An XML parser for Common Lisp programs

March 1, 2019 by Lucian Mogosanu

This post is part of a series of published artifacts that (will) represent components for The Republic's RSS bot, Feedbot. The idea behind this series is to grow Feedbot piece by piece1, starting from the smallest elements that fit in head, then using them as building blocks for the actual product, which will flow downstream from the botworks V tree.

The first item to be published is S-XML, an XML parser written in Common Lisp. Both the name and the code have been lifted from files published by one nonperson known as Sven Van Caekenberghe, who, fortunately, wrote a library that is relatively small (around a thousand LoC), is organized so that it can be grasped in a relatively short time, and is known to work2. Unfortunately though, as with most (all?) heathen programs encountered, this one isn't without warts. Thus, in addition to providing a patch, this article discusses the structure of S-XML and its current problems.

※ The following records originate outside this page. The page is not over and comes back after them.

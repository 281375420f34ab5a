pub mod account_form;
pub mod app;
pub mod chat_view;
pub mod dictionary_view;
pub mod drawing_pad;
pub mod duel_view;
pub mod home_view;
pub mod level_view;
pub mod matching_view;
pub mod overlay;
pub mod profile_view;
pub mod solo_view;

pub use app::App;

The patch for S-XML is available in my V source repository. Now, as to the library itself, it is structured as follows.

S-XML contains three layers of abstraction: a. the core parsing code, that reads characters from a stream and returns XML elements, stored in xml.lisp; b. a series of so-called "wrappers" over the parser that take its results and give them a particular structure; and c. an interface between (a) and (b), stored in dom.lisp. In fact, one could say that the layering goes exactly the other way around: the code in (b) provides a set of functions for the parser (a), while the parser takes a string/stream, processes it and calls the functions provided by (b) so that it can decide what to do once it has all the required data, e.g. tags, attributes etc. The wrappers in (b) are stored in xml-struct-dom.lisp, lxml-dom.lisp and sxml-dom.lisp3.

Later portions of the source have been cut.